Syrie : De « l’eau dans le gaz » entre Nasrallah et Qassem Suleimani ?

time bomb.jpgUne information que vous ne trouverez pas dans les médias « mainstream ». De « l’eau dans le gaz » entre le Hezbollah et Qassem Suleimani, le commandant des Brigades Al-Quds. Celui-ci est devenu « persona non grata » pour le Hezbollah et les milices chiites irakiennes et afghanes qui combattent en Syrie. Le conflit a dégénéré jusqu’à provoquer des affrontements entre les milices chiites et l’armée syrienne, alliée de Suleimani. Avec, au milieu, les Russes qui jouent « les messieurs bons offices » et redécouvrent, à l’instar des Soviétiques en Afghanistan, cet « Orient compliqué », comme le qualifiait le général De Gaulle.

Les sources militaires et celles du renseignement rapportent à « Debka » qu’une profonde rupture est apparue, ces dernières semaines, entre le chef du Hezbollah Hassan Nasrallah et le commandant des Brigades Al-Quds, le général Qassem Suleimani. Ces désaccords déstabilisent grandement les milices chiites pro-iraniennes en Syrie.

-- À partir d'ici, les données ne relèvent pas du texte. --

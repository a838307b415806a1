use crate::channel::BakeChannel;
use serde::{Deserialize, Serialize};
use std::str::FromStr;

/// Atlas build configuration.
/// Key notes:
///   - `atlas_width`/`atlas_height` only matter as an aspect ratio; target images must match it
///   - `padding` and `default_epsilon` are in material pixel space
///     (see `AtlasPolicy::material_size`)
///   - `rounds` and `seed` drive the randomized restarts of the packer
#[derive(Debug, Clone, Serialize, Deserialize, PartialEq)]
pub struct AtlasConfig {
    /// Width of the target atlas images in pixels.
    #[serde(default = "default_atlas_side")]
    pub atlas_width: u32,
    /// Height of the target atlas images in pixels.
    #[serde(default = "default_atlas_side")]
    pub atlas_height: u32,
    /// Pixels added around every island to avoid bleeding between neighbours.
    #[serde(default = "default_padding")]
    pub padding: f64,
    /// Size used for materials whose size cannot be resolved.
    #[serde(default = "default_material_size")]
    pub default_material_size: (f64, f64),
    /// Island merge tolerance used when the policy does not provide one.
    #[serde(default = "default_epsilon")]
    pub default_epsilon: f64,

    // packing
    /// Number of packing passes; every pass after the first shuffles the box order.
    #[serde(default = "default_rounds")]
    pub rounds: usize,
    /// Seed for the shuffle. None seeds from OS entropy.
    #[serde(default)]
    pub seed: Option<u64>,
    #[serde(default = "default_algorithm")]
    pub algorithm: PackingAlgorithm,
    #[serde(default = "default_mr_heuristic")]
    pub mr_heuristic: MaxRectsHeuristic,
    #[serde(default = "default_skyline_heuristic")]
    pub skyline_heuristic: SkylineHeuristic,
    /// Grid cells along the side of a square with the same area as all boxes together.
    #[serde(default = "default_grid_resolution")]
    pub grid_resolution: u32,
    /// Factor applied to the bin side each time the boxes do not fit.
    #[serde(default = "default_grow_factor")]
    pub grow_factor: f64,

    // discovery
    /// Exponent for the fill-ratio importance factor. None disables it.
    #[serde(default)]
    pub area_importance: Option<f64>,
    /// Feed polygons with the largest UV area first, so big islands form early.
    #[serde(default = "default_sort_patches")]
    pub sort_patches_by_area: bool,

    // bake
    #[serde(default)]
    pub channels: Vec<BakeChannel>,

    /// Minimum seconds between progress log lines.
    #[serde(default = "default_report_interval")]
    pub report_interval_secs: f64,
}

impl Default for AtlasConfig {
    fn default() -> Self {
        Self {
            atlas_width: default_atlas_side(),
            atlas_height: default_atlas_side(),
            padding: default_padding(),
            default_material_size: default_material_size(),
            default_epsilon: default_epsilon(),
            rounds: default_rounds(),
            seed: None,
            algorithm: default_algorithm(),
            mr_heuristic: default_mr_heuristic(),
            skyline_heuristic: default_skyline_heuristic(),
            grid_resolution: default_grid_resolution(),
            grow_factor: default_grow_factor(),
            area_importance: None,
            sort_patches_by_area: default_sort_patches(),
            channels: Vec::new(),
            report_interval_secs: default_report_interval(),
        }
    }
}

impl AtlasConfig {
    /// Validates the configuration parameters.
    ///
    /// Returns an error if:
    /// - Atlas dimensions are zero
    /// - Padding, epsilon or the default material size are not positive finite numbers
    /// - Packing controls (rounds, grid resolution, grow factor) cannot make progress
    /// - A bake channel is malformed
    pub fn validate(&self) -> crate::error::Result<()> {
        use crate::error::AtlasError;

        if self.atlas_width == 0 || self.atlas_height == 0 {
            return Err(AtlasError::InvalidConfig(format!(
                "atlas dimensions must be positive, got {}x{}",
                self.atlas_width, self.atlas_height
            )));
        }
        if !self.padding.is_finite() || self.padding <= 0.0 {
            return Err(AtlasError::InvalidConfig(format!(
                "padding must be a positive number of pixels, got {}",
                self.padding
            )));
        }
        let (mw, mh) = self.default_material_size;
        if !(mw.is_finite() && mh.is_finite() && mw > 0.0 && mh > 0.0) {
            return Err(AtlasError::InvalidConfig(format!(
                "default_material_size must be positive, got {mw}x{mh}"
            )));
        }
        if !self.default_epsilon.is_finite() || self.default_epsilon < 0.0 {
            return Err(AtlasError::InvalidConfig(format!(
                "default_epsilon must be non-negative, got {}",
                self.default_epsilon
            )));
        }
        if self.rounds == 0 {
            return Err(AtlasError::InvalidConfig("rounds must be at least 1".into()));
        }
        if self.grid_resolution < 8 {
            return Err(AtlasError::InvalidConfig(format!(
                "grid_resolution ({}) is too coarse, use at least 8",
                self.grid_resolution
            )));
        }
        if !self.grow_factor.is_finite() || self.grow_factor <= 1.0 {
            return Err(AtlasError::InvalidConfig(format!(
                "grow_factor must be greater than 1, got {}",
                self.grow_factor
            )));
        }
        if let Some(k) = self.area_importance {
            if !k.is_finite() || k < 0.0 {
                return Err(AtlasError::InvalidConfig(format!(
                    "area_importance must be a non-negative exponent, got {k}"
                )));
            }
        }
        if !self.report_interval_secs.is_finite() || self.report_interval_secs < 0.0 {
            return Err(AtlasError::InvalidConfig(format!(
                "report_interval_secs must be non-negative, got {}",
                self.report_interval_secs
            )));
        }
        for channel in &self.channels {
            channel.validate()?;
        }
        Ok(())
    }

    /// Atlas size as floats, used to bring pixel boxes into the atlas aspect ratio.
    pub fn atlas_size(&self) -> glam::DVec2 {
        glam::DVec2::new(self.atlas_width as f64, self.atlas_height as f64)
    }
}

/// Granularity of island discovery for one (object, material) pair.
#[derive(Debug, Clone, Copy, Serialize, Deserialize, PartialEq, Eq, Default)]
#[serde(rename_all = "snake_case")]
pub enum IslandMode {
    /// Every polygon is a patch. Slower, finds separated UV regions and packs them densely.
    #[default]
    PerPolygon,
    /// All polygons form one patch. Fast, but may pull large unused areas into the atlas.
    WholeObject,
}

impl FromStr for IslandMode {
    type Err = ();
    fn from_str(s: &str) -> Result<Self, Self::Err> {
        match s.to_ascii_lowercase().as_str() {
            "polygon" | "per_polygon" => Ok(Self::PerPolygon),
            "object" | "whole_object" => Ok(Self::WholeObject),
            _ => Err(()),
        }
    }
}

/// Rectangle-packing primitive used by the default grid packer.
#[derive(Debug, Clone, Serialize, Deserialize, PartialEq, Eq)]
#[serde(rename_all = "lowercase")]
pub enum PackingAlgorithm {
    /// MaxRects free-list (high quality; several heuristics).
    MaxRects,
    /// Skyline (fast; good baseline).
    Skyline,
}

impl FromStr for PackingAlgorithm {
    type Err = ();
    fn from_str(s: &str) -> Result<Self, Self::Err> {
        match s.to_ascii_lowercase().as_str() {
            "maxrects" => Ok(Self::MaxRects),
            "skyline" => Ok(Self::Skyline),
            _ => Err(()),
        }
    }
}

/// MaxRects placement heuristics.
#[derive(Debug, Clone, Serialize, Deserialize, PartialEq, Eq)]
#[serde(rename_all = "lowercase")]
pub enum MaxRectsHeuristic {
    BestAreaFit,
    BestShortSideFit,
    BestLongSideFit,
    BottomLeft,
    ContactPoint,
}

impl FromStr for MaxRectsHeuristic {
    type Err = ();
    fn from_str(s: &str) -> Result<Self, Self::Err> {
        match s.to_ascii_lowercase().as_str() {
            "baf" | "bestareafit" => Ok(Self::BestAreaFit),
            "bssf" | "bestshortsidefit" => Ok(Self::BestShortSideFit),
            "blsf" | "bestlongsidefit" => Ok(Self::BestLongSideFit),
            "bl" | "bottomleft" => Ok(Self::BottomLeft),
            "cp" | "contactpoint" => Ok(Self::ContactPoint),
            _ => Err(()),
        }
    }
}

/// Skyline placement heuristics.
#[derive(Debug, Clone, Serialize, Deserialize, PartialEq, Eq)]
#[serde(rename_all = "lowercase")]
pub enum SkylineHeuristic {
    BottomLeft,
    MinWaste,
}

impl FromStr for SkylineHeuristic {
    type Err = ();
    fn from_str(s: &str) -> Result<Self, Self::Err> {
        match s.to_ascii_lowercase().as_str() {
            "bl" | "bottomleft" => Ok(Self::BottomLeft),
            "minwaste" | "mw" => Ok(Self::MinWaste),
            _ => Err(()),
        }
    }
}

fn default_atlas_side() -> u32 {
    1024
}
fn default_padding() -> f64 {
    4.0
}
fn default_material_size() -> (f64, f64) {
    (16.0, 16.0)
}
fn default_epsilon() -> f64 {
    1.0
}
fn default_rounds() -> usize {
    15
}
fn default_algorithm() -> PackingAlgorithm {
    PackingAlgorithm::MaxRects
}
fn default_mr_heuristic() -> MaxRectsHeuristic {
    MaxRectsHeuristic::BestAreaFit
}
fn default_skyline_heuristic() -> SkylineHeuristic {
    SkylineHeuristic::BottomLeft
}
fn default_grid_resolution() -> u32 {
    1024
}
fn default_grow_factor() -> f64 {
    1.05
}
fn default_sort_patches() -> bool {
    true
}
fn default_report_interval() -> f64 {
    5.0
}

/// Builder for `AtlasConfig` for ergonomic construction.
#[derive(Debug, Default, Clone)]
pub struct AtlasConfigBuilder {
    cfg: AtlasConfig,
}

impl AtlasConfigBuilder {
    pub fn new() -> Self {
        Self {
            cfg: AtlasConfig::default(),
        }
    }
    pub fn with_atlas_dimensions(mut self, w: u32, h: u32) -> Self {
        self.cfg.atlas_width = w;
        self.cfg.atlas_height = h;
        self
    }
    pub fn padding(mut self, v: f64) -> Self {
        self.cfg.padding = v;
        self
    }
    pub fn default_material_size(mut self, w: f64, h: f64) -> Self {
        self.cfg.default_material_size = (w, h);
        self
    }
    pub fn default_epsilon(mut self, v: f64) -> Self {
        self.cfg.default_epsilon = v;
        self
    }
    pub fn rounds(mut self, v: usize) -> Self {
        self.cfg.rounds = v;
        self
    }
    pub fn seed(mut self, v: Option<u64>) -> Self {
        self.cfg.seed = v;
        self
    }
    pub fn algorithm(mut self, v: PackingAlgorithm) -> Self {
        self.cfg.algorithm = v;
        self
    }
    pub fn mr_heuristic(mut self, v: MaxRectsHeuristic) -> Self {
        self.cfg.mr_heuristic = v;
        self
    }
    pub fn skyline_heuristic(mut self, v: SkylineHeuristic) -> Self {
        self.cfg.skyline_heuristic = v;
        self
    }
    pub fn grid_resolution(mut self, v: u32) -> Self {
        self.cfg.grid_resolution = v;
        self
    }
    pub fn grow_factor(mut self, v: f64) -> Self {
        self.cfg.grow_factor = v;
        self
    }
    pub fn area_importance(mut self, v: Option<f64>) -> Self {
        self.cfg.area_importance = v;
        self
    }
    pub fn sort_patches_by_area(mut self, v: bool) -> Self {
        self.cfg.sort_patches_by_area = v;
        self
    }
    pub fn channel(mut self, v: BakeChannel) -> Self {
        self.cfg.channels.push(v);
        self
    }
    pub fn channels(mut self, v: Vec<BakeChannel>) -> Self {
        self.cfg.channels = v;
        self
    }
    pub fn report_interval_secs(mut self, v: f64) -> Self {
        self.cfg.report_interval_secs = v;
        self
    }
    pub fn build(self) -> AtlasConfig {
        self.cfg
    }
}

impl AtlasConfig {
    /// Create a fluent builder for `AtlasConfig`.
    pub fn builder() -> AtlasConfigBuilder {
        AtlasConfigBuilder::new()
    }
}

Voici les actions principales engagées par Nasrallah, suite à sa rupture avec Suleimani :

1/ Contrairement à ce que souhaitait Qassem Suleimani, et sans le consulter, Hassan Nasrallah a retiré de leurs bases, plus de la moitié des forces du Hezbollah ayant combattu en Syrie. Ce sont environ 5 000 soldats des forces du Hezbollah qui sont rentrés au Liban.

Ces forces étaient sous le commandement direct de Soleimani. Par conséquent, le général iranien a perdu la majeure partie des militaires aguerris, quasi professionnels, dont il disposait jusque-là. Par ailleurs, aucune des milices chiites irakiennes, afghanes ou pakistanaises en Syrie n’a la capacité opérationnelle, acquise par les forces spéciales du Hezbollah.

2/ Qassem Suleimani a adressé plusieurs messages demandant le retour d’une partie de ces forces en Syrie. Le cheikh Nasrallah a tout simplement ignoré ces requêtes. A ce jour, le chef du Hezbollah n’a donné aucune suite aux demandes pressantes du général iranien.

3/ Récemment, Qassem Suleimani a sollicité l’aide de personnalités haut placées du régime de Téhéran, et notamment celle de l’élite des Gardiens de la Révolution, afin de persuader Nasrallah de renvoyer les forces du Hezbollah en Syrie. Pour convaincre Nasrallah de revenir sur sa décision, les Iraniens ont argué qu’après cinq ans (depuis 2013) de participation à la guerre en Syrie, il serait politiquement néfaste pour l’image du Hezbollah de ne pas participer à la « mère des batailles », à Idlib, pour libérer le pays des « terroristes envoyés par les infidèles ».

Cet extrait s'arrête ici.